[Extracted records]
※ ※ ※

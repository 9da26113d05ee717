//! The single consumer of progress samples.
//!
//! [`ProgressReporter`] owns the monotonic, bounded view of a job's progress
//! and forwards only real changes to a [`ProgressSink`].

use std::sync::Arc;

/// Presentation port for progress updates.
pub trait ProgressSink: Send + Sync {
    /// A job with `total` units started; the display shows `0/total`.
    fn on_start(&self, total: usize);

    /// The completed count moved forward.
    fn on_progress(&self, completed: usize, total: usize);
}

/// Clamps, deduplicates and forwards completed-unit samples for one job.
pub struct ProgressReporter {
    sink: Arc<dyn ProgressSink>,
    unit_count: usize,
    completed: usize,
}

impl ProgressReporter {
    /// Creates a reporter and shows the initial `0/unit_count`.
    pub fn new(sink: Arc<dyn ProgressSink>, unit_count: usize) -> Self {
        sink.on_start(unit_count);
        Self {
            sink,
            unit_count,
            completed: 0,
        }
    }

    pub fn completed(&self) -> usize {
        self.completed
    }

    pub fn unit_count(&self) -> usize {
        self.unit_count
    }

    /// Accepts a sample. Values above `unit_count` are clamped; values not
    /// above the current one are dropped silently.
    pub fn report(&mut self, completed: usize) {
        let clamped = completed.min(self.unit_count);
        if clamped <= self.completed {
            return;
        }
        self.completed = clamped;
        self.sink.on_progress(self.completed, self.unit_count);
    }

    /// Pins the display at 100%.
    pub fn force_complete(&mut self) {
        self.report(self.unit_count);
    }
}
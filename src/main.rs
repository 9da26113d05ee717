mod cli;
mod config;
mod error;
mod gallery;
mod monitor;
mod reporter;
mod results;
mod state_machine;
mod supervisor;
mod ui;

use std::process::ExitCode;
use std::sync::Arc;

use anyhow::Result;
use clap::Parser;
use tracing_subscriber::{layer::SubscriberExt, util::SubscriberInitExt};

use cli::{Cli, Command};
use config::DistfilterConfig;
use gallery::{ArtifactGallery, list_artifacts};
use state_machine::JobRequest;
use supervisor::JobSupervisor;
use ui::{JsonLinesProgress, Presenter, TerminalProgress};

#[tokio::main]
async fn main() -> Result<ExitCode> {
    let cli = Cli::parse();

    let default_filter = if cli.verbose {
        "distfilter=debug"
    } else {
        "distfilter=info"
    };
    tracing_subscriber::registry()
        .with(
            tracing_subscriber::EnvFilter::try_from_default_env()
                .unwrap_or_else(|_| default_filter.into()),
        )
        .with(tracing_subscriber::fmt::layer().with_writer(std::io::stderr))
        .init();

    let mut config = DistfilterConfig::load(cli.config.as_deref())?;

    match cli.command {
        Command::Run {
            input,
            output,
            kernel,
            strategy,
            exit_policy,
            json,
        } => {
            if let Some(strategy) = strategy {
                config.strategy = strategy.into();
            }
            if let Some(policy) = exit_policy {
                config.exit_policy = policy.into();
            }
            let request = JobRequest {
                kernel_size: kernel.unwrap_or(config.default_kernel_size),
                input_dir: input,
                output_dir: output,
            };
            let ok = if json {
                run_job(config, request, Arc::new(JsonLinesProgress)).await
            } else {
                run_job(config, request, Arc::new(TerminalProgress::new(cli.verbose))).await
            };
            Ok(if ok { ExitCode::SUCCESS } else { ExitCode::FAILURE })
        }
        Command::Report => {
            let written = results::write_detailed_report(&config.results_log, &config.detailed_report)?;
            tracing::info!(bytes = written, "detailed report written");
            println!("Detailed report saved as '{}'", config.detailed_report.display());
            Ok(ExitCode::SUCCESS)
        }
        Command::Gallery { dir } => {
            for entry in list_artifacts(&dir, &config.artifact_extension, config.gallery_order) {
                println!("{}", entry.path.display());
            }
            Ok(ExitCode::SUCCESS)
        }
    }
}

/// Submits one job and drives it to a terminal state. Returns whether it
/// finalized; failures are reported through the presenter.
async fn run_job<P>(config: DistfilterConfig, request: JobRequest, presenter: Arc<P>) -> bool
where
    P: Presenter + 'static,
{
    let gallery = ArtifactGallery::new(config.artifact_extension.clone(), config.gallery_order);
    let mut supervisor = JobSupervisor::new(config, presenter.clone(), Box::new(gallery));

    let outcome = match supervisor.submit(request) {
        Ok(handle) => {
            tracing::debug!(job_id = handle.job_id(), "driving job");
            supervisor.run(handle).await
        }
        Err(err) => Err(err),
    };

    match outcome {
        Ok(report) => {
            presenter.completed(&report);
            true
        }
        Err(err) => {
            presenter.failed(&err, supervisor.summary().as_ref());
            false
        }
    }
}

※ ※ ※

Task statement =
Begin at the first line of the records above and restate each line word for word, stopping after the line with "use state_machine::JobRequest;".

Answer to this task =
repository 9da26113d05ee717
//! The single consumer of progress samples.
//!
//! [`ProgressReporter`] owns the monotonic, bounded view of a job's progress
//! and forwards only real changes to a [`ProgressSink`].

use std::sync::Arc;

/// Presentation port for progress updates.
pub trait ProgressSink: Send + Sync {
    /// A job with `total` units started; the display shows `0/total`.
    fn on_start(&self, total: usize);

    /// The completed count moved forward.
    fn on_progress(&self, completed: usize, total: usize);
}

/// Clamps, deduplicates and forwards completed-unit samples for one job.
pub struct ProgressReporter {
    sink: Arc<dyn ProgressSink>,
    unit_count: usize,
    completed: usize,
}

impl ProgressReporter {
    /// Creates a reporter and shows the initial `0/unit_count`.
    pub fn new(sink: Arc<dyn ProgressSink>, unit_count: usize) -> Self {
        sink.on_start(unit_count);
        Self {
            sink,
            unit_count,
            completed: 0,
        }
    }

    pub fn completed(&self) -> usize {
        self.completed
    }

    pub fn unit_count(&self) -> usize {
        self.unit_count
    }

    /// Accepts a sample. Values above `unit_count` are clamped; values not
    /// above the current one are dropped silently.
    pub fn report(&mut self, completed: usize) {
        let clamped = completed.min(self.unit_count);
        if clamped <= self.completed {
            return;
        }
        self.completed = clamped;
        self.sink.on_progress(self.completed, self.unit_count);
    }

    /// Pins the display at 100%.
    pub fn force_complete(&mut self) {
        self.report(self.unit_count);
    }
}
filename src/main.rs
repository 9da26113d05ee717
mod cli;
mod config;
mod error;
mod gallery;
mod monitor;
mod reporter;
mod results;
mod state_machine;
mod supervisor;
mod ui;

use std::process::ExitCode;
use std::sync::Arc;

use anyhow::Result;
use clap::Parser;
use tracing_subscriber::{layer::SubscriberExt, util::SubscriberInitExt};

use cli::{Cli, Command};
use config::DistfilterConfig;
use gallery::{ArtifactGallery, list_artifacts};
use state_machine::JobRequest;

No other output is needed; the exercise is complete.